Brussels - These are the main problems which negotiators face in Copenhagen from December 7-18 as they try to work out a deal on fighting climate change.
TARGETS: most of the world's major economies agreed at a Group of Eight summit in Italy in July that global warming should be kept to within 2 degrees centigrade of pre-industrial levels.
But some developing countries, especially island states which are most threatened by rising temperatures and sea levels, want a more ambitious target of 1.5 degrees.
Countries are also at odds over when emissions should be allowed to reach their maximum level, and how far they should fall by 2050.
Options for the deadline for emissions to peak include 2013, 2020 and "the next 10-20 years."
Developing countries also want rich states to accept their own, more ambitious and expensive targets. Suggestions include cuts of 25- 45 per cent by 2020 and of 80-95 per cent by 2050.
So far, the EU has pledged a 20-per-cent cut below 1990 levels by 2020, cutting further to 30 per cent if other developed states make comparable cuts. Japan has pledged a 25-per-cent cut by 2020, again based on 1990 levels.
Australia has pledged to cut 30 per cent below 2005 levels (equal to 11 per cent below 1990), Canada has pledged 20 per cent below 2005 (3 per cent below 1990), and the US is expected to target a cut of 17-20 per cent below 2005 (the same level as in 1990).

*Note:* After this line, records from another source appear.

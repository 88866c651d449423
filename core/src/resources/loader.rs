//! Concurrent batch loading with completion tracking.
//!
//! Every entry of a [`SourceMap`] is resolved by its own tokio task. Tasks
//! only produce values; the single collector loop in [`ResourceLoader::load`]
//! is the only writer of the [`ResourceMap`], so completions that race are
//! serialized there.
//!
//! # Completion Contract
//!
//! - `on_progress(done, total)` runs once per terminal entry, resolved or degraded
//! - `on_complete(results)` runs exactly once, after the last terminal entry
//! - An empty source table completes immediately without issuing any I/O

use std::sync::Arc;

use tokio::task::{JoinSet, spawn_blocking};
use tracing::{debug, info, warn};

use super::audio::{AudioContext, AudioDecoder, SymphoniaDecoder};
use super::fetch::{AssetFetcher, FetchError, Fetcher};
use super::images::{FetchImageLoader, ImageLoader};
use super::source::{ResourceKind, SourceMap, audio_extension};
use super::{Resource, ResourceMap};
use crate::config::LoaderConfig;

/// Services shared by every in-flight entry of a batch.
struct LoaderServices {
    fetcher: Arc<dyn Fetcher>,
    images: Arc<dyn ImageLoader>,
    decoder: Arc<dyn AudioDecoder>,
    audio: AudioContext,
}

/// Loads batches of media resources.
///
/// Cheap to clone; clones share the same fetcher, image loader and decoder.
#[derive(Clone)]
pub struct ResourceLoader {
    services: Arc<LoaderServices>,
}

impl ResourceLoader {
    /// Create a loader that fetches everything through `fetcher`, decodes audio
    /// with symphonia and images with the `image` crate.
    pub fn new(fetcher: Arc<dyn Fetcher>, audio: AudioContext) -> Self {
        let images = Arc::new(FetchImageLoader::new(fetcher.clone()));
        Self::with_services(fetcher, images, Arc::new(SymphoniaDecoder::new()), audio)
    }

    /// Create a loader from explicit services.
    pub fn with_services(
        fetcher: Arc<dyn Fetcher>,
        images: Arc<dyn ImageLoader>,
        decoder: Arc<dyn AudioDecoder>,
        audio: AudioContext,
    ) -> Self {
        Self {
            services: Arc::new(LoaderServices {
                fetcher,
                images,
                decoder,
                audio,
            }),
        }
    }

    /// Create a loader that resolves locations as described by `config`.
    pub fn from_config(config: &LoaderConfig) -> Result<Self, FetchError> {
        let fetcher = Arc::new(AssetFetcher::from_config(config)?);
        Ok(Self::new(fetcher, AudioContext::new(config.sample_rate)))
    }

    /// Audio context decoded audio is produced for.
    pub fn audio_context(&self) -> AudioContext {
        self.services.audio
    }

    /// Load every entry of `sources` concurrently.
    ///
    /// Returns after `on_complete` has been called. Entries that fail to load
    /// are logged and omitted from the results but still count toward
    /// `done`, so a failure never stalls the batch.
    ///
    /// Must be called from within a tokio runtime.
    pub async fn load<C>(
        &self,
        sources: SourceMap,
        on_complete: C,
        mut on_progress: Option<&mut dyn FnMut(usize, usize)>,
    ) where
        C: FnOnce(ResourceMap),
    {
        let total = sources.len();
        if total == 0 {
            info!("Resources load complete (empty batch)");
            on_complete(ResourceMap::new());
            return;
        }

        let mut in_flight = JoinSet::new();
        for (key, location) in sources {
            let services = self.services.clone();
            in_flight.spawn(async move {
                let resource = resolve_entry(services, &key, location).await;
                (key, resource)
            });
        }

        let mut results = ResourceMap::with_capacity(total);
        let mut done = 0usize;

        while let Some(joined) = in_flight.join_next().await {
            match joined {
                Ok((key, Some(resource))) => {
                    results.insert(key, resource);
                }
                Ok((_, None)) => {}
                // A panicking entry degrades like any other failure
                Err(e) => warn!("Resource task failed: {}", e),
            }

            done += 1;
            if let Some(progress) = on_progress.as_mut() {
                progress(done, total);
            }
        }

        info!(
            "Resources load complete: {}/{} loaded",
            results.len(),
            total
        );
        on_complete(results);
    }

    /// Load every entry and return the results.
    pub async fn load_all(&self, sources: SourceMap) -> ResourceMap {
        let mut out = None;
        self.load(sources, |results| out = Some(results), None).await;
        out.unwrap_or_default()
    }
}

/// Resolve one entry to its terminal state.
///
/// `None` means the entry degraded; the reason has already been logged.
async fn resolve_entry(
    services: Arc<LoaderServices>,
    key: &str,
    location: String,
) -> Option<Resource> {
    let kind = ResourceKind::from_location(&location);
    debug!("Loading resource '{}' ({}) from {}", key, kind, location);

    match kind {
        ResourceKind::Midi => match services.fetcher.fetch(&location).await {
            Ok(bytes) => Some(Resource::Bytes(bytes)),
            Err(e) => {
                warn!("Failed to fetch '{}' from {}: {}", key, location, e);
                None
            }
        },
        ResourceKind::Audio => {
            let bytes = match services.fetcher.fetch(&location).await {
                Ok(bytes) => bytes,
                Err(e) => {
                    warn!("Failed to fetch '{}' from {}: {}", key, location, e);
                    return None;
                }
            };

            let decoder = services.decoder.clone();
            let ctx = services.audio;
            let extension = audio_extension(&location);
            match spawn_blocking(move || decoder.decode(&bytes, extension, &ctx)).await {
                Ok(Ok(buffer)) => Some(Resource::Audio(buffer)),
                Ok(Err(e)) => {
                    warn!("Failed to decode audio '{}' from {}: {}", key, location, e);
                    None
                }
                Err(e) => {
                    warn!("Audio decode task for '{}' failed: {}", key, e);
                    None
                }
            }
        }
        ResourceKind::Image => match services.images.load_image(&location).await {
            Ok(handle) => Some(Resource::Image(handle)),
            Err(e) => {
                warn!("Failed to load image '{}' from {}: {}", key, location, e);
                None
            }
        },
    }
}
//! Raw byte fetching for asset locations.
//!
//! A location is either an absolute `http://` / `https://` URL or a path
//! relative to the game's asset root. [`AssetFetcher`] routes between the two.

use async_trait::async_trait;
use std::path::PathBuf;
use std::time::Duration;
use thiserror::Error;

use crate::config::LoaderConfig;

#[derive(Error, Debug)]
pub enum FetchError {
    #[error("HTTP error: {0}")]
    Http(#[from] reqwest::Error),
    #[error("HTTP {status} fetching {location}")]
    Status { location: String, status: u16 },
    #[error("failed to read {}: {source}", .path.display())]
    Io {
        path: PathBuf,
        #[source]
        source: std::io::Error,
    },
    #[error("resource not found: {0}")]
    NotFound(String),
}

/// Fetches the raw bytes behind a location.
#[async_trait]
pub trait Fetcher: Send + Sync {
    async fn fetch(&self, location: &str) -> Result<Vec<u8>, FetchError>;
}

/// Returns true if the location is an absolute HTTP(S) URL.
pub fn is_remote(location: &str) -> bool {
    location.starts_with("http://") || location.starts_with("https://")
}

/// Join a relative location onto a base URL with exactly one `/` between them.
pub fn join_url(base: &str, location: &str) -> String {
    format!(
        "{}/{}",
        base.trim_end_matches('/'),
        location.trim_start_matches('/')
    )
}

/// Fetches over HTTP(S) with reqwest.
#[derive(Debug, Clone)]
pub struct HttpFetcher {
    client: reqwest::Client,
}

impl HttpFetcher {
    /// Create a fetcher whose requests fail after `timeout`.
    pub fn new(timeout: Duration) -> Result<Self, FetchError> {
        let client = reqwest::Client::builder().timeout(timeout).build()?;
        Ok(Self { client })
    }
}

#[async_trait]
impl Fetcher for HttpFetcher {
    async fn fetch(&self, location: &str) -> Result<Vec<u8>, FetchError> {
        let response = self.client.get(location).send().await?;

        let status = response.status();
        if !status.is_success() {
            return Err(FetchError::Status {
                location: location.to_string(),
                status: status.as_u16(),
            });
        }

        Ok(response.bytes().await?.to_vec())
    }
}

/// Reads assets from a directory on disk.
#[derive(Debug, Clone)]
pub struct FileFetcher {
    root: PathBuf,
}

impl FileFetcher {
    pub fn new(root: impl Into<PathBuf>) -> Self {
        Self { root: root.into() }
    }
}

#[async_trait]
impl Fetcher for FileFetcher {
    async fn fetch(&self, location: &str) -> Result<Vec<u8>, FetchError> {
        let path = self.root.join(location);
        tokio::fs::read(&path).await.map_err(|source| match source.kind() {
            std::io::ErrorKind::NotFound => FetchError::NotFound(path.display().to_string()),
            _ => FetchError::Io { path, source },
        })
    }
}

/// Routes absolute URLs to HTTP and relative locations to either the
/// configured base URL or the asset directory.
#[derive(Debug, Clone)]
pub struct AssetFetcher {
    http: HttpFetcher,
    files: FileFetcher,
    base_url: Option<String>,
}

impl AssetFetcher {
    pub fn new(http: HttpFetcher, files: FileFetcher, base_url: Option<String>) -> Self {
        Self {
            http,
            files,
            base_url,
        }
    }

    pub fn from_config(config: &LoaderConfig) -> Result<Self, FetchError> {
        Ok(Self::new(
            HttpFetcher::new(config.request_timeout())?,
            FileFetcher::new(&config.asset_dir),
            config.base_url.clone(),
        ))
    }
}

#[async_trait]
impl Fetcher for AssetFetcher {
    async fn fetch(&self, location: &str) -> Result<Vec<u8>, FetchError> {
        if is_remote(location) {
            return self.http.fetch(location).await;
        }
        match &self.base_url {
            Some(base) => self.http.fetch(&join_url(base, location)).await,
            None => self.files.fetch(location).await,
        }
    }
}
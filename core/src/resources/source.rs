//! Source table and location suffix dispatch.

use std::fmt;

/// How a location is loaded, decided by its suffix.
#[derive(Debug, Clone, Copy, PartialEq, Eq, Hash)]
pub enum ResourceKind {
    /// `.mid` - fetched and kept as raw bytes
    Midi,
    /// `.ogg` / `.mp3` - fetched and decoded to PCM
    Audio,
    /// Anything else - loaded as an image
    Image,
}

impl ResourceKind {
    /// Dispatch a location by suffix.
    ///
    /// Matching is a literal, case-sensitive suffix test, so `Theme.MID`
    /// is treated as an image.
    pub fn from_location(location: &str) -> Self {
        if location.ends_with(".mid") {
            ResourceKind::Midi
        } else if location.ends_with(".ogg") || location.ends_with(".mp3") {
            ResourceKind::Audio
        } else {
            ResourceKind::Image
        }
    }
}

/// Container extension of an audio location, used as a format hint.
pub fn audio_extension(location: &str) -> Option<&'static str> {
    if location.ends_with(".ogg") {
        Some("ogg")
    } else if location.ends_with(".mp3") {
        Some("mp3")
    } else {
        None
    }
}

impl fmt::Display for ResourceKind {
    fn fmt(&self, f: &mut fmt::Formatter<'_>) -> fmt::Result {
        let name = match self {
            ResourceKind::Midi => "midi",
            ResourceKind::Audio => "audio",
            ResourceKind::Image => "image",
        };
        f.write_str(name)
    }
}

/// Input table of a batch: ordered `(key, location)` pairs with unique keys.
#[derive(Debug, Clone, Default, PartialEq, Eq)]
pub struct SourceMap {
    entries: Vec<(String, String)>,
}

impl SourceMap {
    pub fn new() -> Self {
        Self::default()
    }

    /// Insert an entry, keeping insertion order.
    ///
    /// Re-inserting an existing key replaces its location in place and
    /// returns the previous one.
    pub fn insert(&mut self, key: impl Into<String>, location: impl Into<String>) -> Option<String> {
        let key = key.into();
        let location = location.into();
        match self.entries.iter_mut().find(|(k, _)| *k == key) {
            Some((_, existing)) => Some(std::mem::replace(existing, location)),
            None => {
                self.entries.push((key, location));
                None
            }
        }
    }

    pub fn get(&self, key: &str) -> Option<&str> {
        self.entries
            .iter()
            .find(|(k, _)| k == key)
            .map(|(_, location)| location.as_str())
    }

    pub fn len(&self) -> usize {
        self.entries.len()
    }

    pub fn is_empty(&self) -> bool {
        self.entries.is_empty()
    }

    /// Iterate entries in insertion order.
    pub fn iter(&self) -> impl Iterator<Item = (&str, &str)> {
        self.entries.iter().map(|(k, v)| (k.as_str(), v.as_str()))
    }
}

impl IntoIterator for SourceMap {
    type Item = (String, String);
    type IntoIter = std::vec::IntoIter<(String, String)>;

    fn into_iter(self) -> Self::IntoIter {
        self.entries.into_iter()
    }
}

impl<K: Into<String>, V: Into<String>> FromIterator<(K, V)> for SourceMap {
    fn from_iter<T: IntoIterator<Item = (K, V)>>(iter: T) -> Self {
        let mut map = SourceMap::new();
        for (key, location) in iter {
            map.insert(key, location);
        }
        map
    }
}

#[cfg(test)]
mod tests {
    use super::*;

    #[test]
    fn test_audio_extension() {
        assert_eq!(audio_extension("sfx/Missile.ogg"), Some("ogg"));
        assert_eq!(audio_extension("https://cdn.example.com/Boom.mp3"), Some("mp3"));
        assert_eq!(audio_extension("Music.mid"), None);
        assert_eq!(audio_extension("Boom.MP3"), None);
    }

    #[test]
    fn test_kind_dispatch_by_suffix() {
        assert_eq!(ResourceKind::from_location("Music.mid"), ResourceKind::Midi);
        assert_eq!(ResourceKind::from_location("Missile.ogg"), ResourceKind::Audio);
        assert_eq!(ResourceKind::from_location("Music.mp3"), ResourceKind::Audio);
        assert_eq!(ResourceKind::from_location("Car.png"), ResourceKind::Image);
        assert_eq!(ResourceKind::from_location("splash"), ResourceKind::Image);
    }

    #[test]
    fn test_kind_dispatch_is_case_sensitive() {
        assert_eq!(ResourceKind::from_location("THEME.MID"), ResourceKind::Image);
        assert_eq!(ResourceKind::from_location("boom.OGG"), ResourceKind::Image);
    }

    #[test]
    fn test_kind_dispatch_urls() {
        assert_eq!(
            ResourceKind::from_location("https://cdn.example.com/a/b/theme.mid"),
            ResourceKind::Midi
        );
        // Query strings hide the suffix
        assert_eq!(
            ResourceKind::from_location("https://cdn.example.com/theme.mid?v=2"),
            ResourceKind::Image
        );
    }

    #[test]
    fn test_source_map_preserves_order() {
        let map: SourceMap = [("b", "b.png"), ("a", "a.mid"), ("c", "c.ogg")]
            .into_iter()
            .collect();
        let keys: Vec<&str> = map.iter().map(|(k, _)| k).collect();
        assert_eq!(keys, vec!["b", "a", "c"]);
    }

    #[test]
    fn test_source_map_replaces_duplicate_key() {
        let mut map = SourceMap::new();
        assert_eq!(map.insert("car", "Car.png"), None);
        map.insert("missile", "Missile.png");
        assert_eq!(map.insert("car", "SmCar.png"), Some("Car.png".to_string()));

        assert_eq!(map.len(), 2);
        assert_eq!(map.get("car"), Some("SmCar.png"));
        assert_eq!(map.iter().next(), Some(("car", "SmCar.png")));
    }

    #[test]
    fn test_source_map_empty() {
        let map = SourceMap::new();
        assert!(map.is_empty());
        assert_eq!(map.get("anything"), None);
    }
}
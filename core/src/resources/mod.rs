//! Batch resource loading
//!
//! Loads a heterogeneous set of media assets concurrently and reports when
//! every entry has reached a terminal state.
//!
//! # Module Organization
//!
//! - [`source`] - Source table and suffix dispatch
//! - [`manifest`] - TOML resource manifests
//! - [`fetch`] - Raw byte fetching (HTTP and local files)
//! - [`audio`] - Audio context and decoding
//! - [`images`] - Image loading
//! - [`loader`] - Completion tracking across a batch
//!
//! # Failure Policy
//!
//! No failure aborts a batch. A fetch, decode or image load that fails is
//! logged and its slot "degrades": it counts toward completion but has no
//! entry in the [`ResourceMap`].

pub mod audio;
pub mod fetch;
pub mod images;
pub mod loader;
pub mod manifest;
pub mod source;


pub use audio::{AudioBuffer, AudioContext, AudioDecoder, DecodeError, SymphoniaDecoder};
pub use fetch::{AssetFetcher, FetchError, Fetcher, FileFetcher, HttpFetcher};
pub use images::{FetchImageLoader, ImageHandle, ImageLoadError, ImageLoader};
pub use loader::ResourceLoader;
pub use manifest::{ManifestError, ResourceManifest};
pub use source::{ResourceKind, SourceMap};

/// A loaded resource, shaped by the branch its location dispatched to.
#[derive(Debug, Clone)]
pub enum Resource {
    /// Raw bytes of a `.mid` location
    Bytes(Vec<u8>),
    /// Decoded `.ogg` / `.mp3` audio
    Audio(AudioBuffer),
    /// Any other location, decoded as an image
    Image(ImageHandle),
}

impl Resource {
    /// Which dispatch branch produced this resource.
    pub fn kind(&self) -> ResourceKind {
        match self {
            Resource::Bytes(_) => ResourceKind::Midi,
            Resource::Audio(_) => ResourceKind::Audio,
            Resource::Image(_) => ResourceKind::Image,
        }
    }

    pub fn as_bytes(&self) -> Option<&[u8]> {
        match self {
            Resource::Bytes(bytes) => Some(bytes),
            _ => None,
        }
    }

    pub fn as_audio(&self) -> Option<&AudioBuffer> {
        match self {
            Resource::Audio(buffer) => Some(buffer),
            _ => None,
        }
    }

    pub fn as_image(&self) -> Option<&ImageHandle> {
        match self {
            Resource::Image(handle) => Some(handle),
            _ => None,
        }
    }
}

/// Output table of a batch: key -> loaded resource.
///
/// Degraded keys are absent, so it never has more entries than the
/// [`SourceMap`] it was built from.
pub type ResourceMap = hashbrown::HashMap<String, Resource>;
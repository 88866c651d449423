//! Load command - run a resource manifest through the loader

use anyhow::{Context, Result};
use clap::Args;
use mengine_core::resources::Resource;
use mengine_core::{LoaderConfig, ResourceLoader, ResourceManifest, config};
use std::path::{Path, PathBuf};

/// Arguments for the load command
#[derive(Args)]
pub struct LoadArgs {
    /// Resource manifest (TOML with [[resources]] entries)
    pub manifest: PathBuf,

    /// Directory relative paths are read from (default: the manifest's directory)
    #[arg(long)]
    pub asset_dir: Option<PathBuf>,

    /// Fetch relative paths from this URL instead of disk
    #[arg(long)]
    pub base_url: Option<String>,

    /// Sample rate decoded audio is resampled to
    #[arg(long)]
    pub sample_rate: Option<u32>,
}

/// Execute the load command
pub fn execute(args: LoadArgs) -> Result<()> {
    run(args, config::load())
}

/// Load the manifest using `stored` as the base configuration
fn run(args: LoadArgs, stored: LoaderConfig) -> Result<()> {
    let manifest = ResourceManifest::load(&args.manifest)?;
    let config = resolve_config(stored, &args);
    let loader = ResourceLoader::from_config(&config).context("Failed to create resource loader")?;

    let sources = manifest.to_source_map();
    println!("=== Loading {} resources ===", sources.len());

    let rt = tokio::runtime::Builder::new_current_thread()
        .enable_all()
        .build()
        .context("Failed to create runtime")?;

    let mut on_progress = |done: usize, total: usize| println!("  [{}/{}]", done, total);
    let mut loaded = None;
    rt.block_on(loader.load(
        sources.clone(),
        |results| loaded = Some(results),
        Some(&mut on_progress),
    ));
    let results = loaded.unwrap_or_default();

    println!();
    for (key, location) in sources.iter() {
        println!("  {:<16} {:<24} {}", key, location, describe(results.get(key)));
    }

    let failed = sources.len() - results.len();
    if failed > 0 {
        anyhow::bail!("{} of {} resources failed to load", failed, sources.len());
    }
    Ok(())
}

/// Apply command-line overrides on top of the stored configuration
fn resolve_config(mut config: LoaderConfig, args: &LoadArgs) -> LoaderConfig {
    config.asset_dir = match &args.asset_dir {
        Some(dir) => dir.clone(),
        None => manifest_dir(&args.manifest),
    };
    if args.base_url.is_some() {
        config.base_url = args.base_url.clone();
    }
    if let Some(rate) = args.sample_rate {
        config.sample_rate = rate;
    }
    config
}

fn manifest_dir(manifest: &Path) -> PathBuf {
    match manifest.parent() {
        Some(dir) if !dir.as_os_str().is_empty() => dir.to_path_buf(),
        _ => PathBuf::from("."),
    }
}

fn describe(resource: Option<&Resource>) -> String {
    match resource {
        None => "FAILED".to_string(),
        Some(Resource::Bytes(bytes)) => format!("midi, {} bytes", bytes.len()),
        Some(Resource::Audio(buffer)) => format!(
            "audio, {} ch, {:.2}s @ {} Hz",
            buffer.number_of_channels(),
            buffer.duration(),
            buffer.sample_rate()
        ),
        Some(Resource::Image(image)) => format!("image, {}x{}", image.width(), image.height()),
    }
}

BASELINE: the Kyoto Protocol calculated its emissions reduction targets by comparing them with 1990. Since then, emissions in Europe and Russia have fallen, while emissions in other major economies have soared.
Europe and Russia therefore argue for keeping the 1990 base year. Many other nations would prefer 2005.
FINANCING: developed economies such as the United States and the European Union say that every country should contribute financially toward the effort, although rich countries would pay the most.
The EU's executive, the European Commission, has calculated that poor countries will need around 100 billion euros (148 billion dollars) per year in funding by 2020 to control climate change.
Developing nations say that the 100-billion-euro proposal is half to a third of the actual sum needed. They argue that it would not be fair to make them pay at all, since it is developed countries, with their long histories of heavy industry, who started global warming.
CARBON MARKETS: the EU currently operates a scheme encouraging industrial plants to cut emissions by making them buy permits to emit greenhouse gases. The bloc hopes that other developed economies will set up their own Emissions Trading Schemes (ETS), with the goal of creating a vast, worldwide market for emissions permits.
EU officials say this would both promote emissions reductions around the world and raise up to 38 billion euros a year for climate adaptation in poor countries.
But so far, only Australia and New Zealand are close to setting up their own cap-and-trade schemes. Plans to set up a US scheme are currently bogged down in the US Senate.
OFFSETS: the Kyoto Protocol set up a "Clean Development Mechanism" (CDM) which allowed developed states to claim credit for building climate-friendly facilities in developing states as if they had made the investment at home - so-called "offset credits."
But developed nations say that the CDM system too often allowed Western firms to pay for projects which had no impact on reducing emissions, but then claim environmental credits. Developed states seek to reform that process.
THE FUND: developing countries in the G77 want a single "mother fund," which developed countries would pay for by contributing 1 per cent of their GDP each year. The fund would fund all kinds of climate-linked projects in all parts of the world.
The US has proposed a fund to which developed and rich developing countries would contribute on a voluntary basis.
Mexico has proposed a fund to which all countries would contribute based on a common formula. The EU has proposed a similar fund using a similar formula, but managed by existing bodies such as the World Bank and regional development banks.
KYOTO OR NOT: at present, negotiators are working on two separate agreements for Copenhagen. One would update the Kyoto Protocol, which imposes emissions reduction targets on most developed economies, but not on the United States, which never ratified the protocol.
The other would update the UN's Framework Convention on Climate Change, imposing emissions targets on developed and developing countries, including the US, China and India.
TRADE: countries whose economies rely heavily on oil exports, such as Saudi Arabia, fear that their future growth will be damaged if the world agrees to switch to other fuels which do not produce so much greenhouse gas.
They therefore want compensation, known as "response measures," from the developed world for their expected loss in revenue. According to EU officials, a growing number of African nations support the OPEC stance.
FORESTRY: there is general agreement that efforts to reduce the destruction of forests, especially in the tropics, can play an important role in reducing worldwide emissions. Reducing Emissions from Deforestation and Forest Degradation (REDD) is therefore likely to be a key issue in Copenhagen.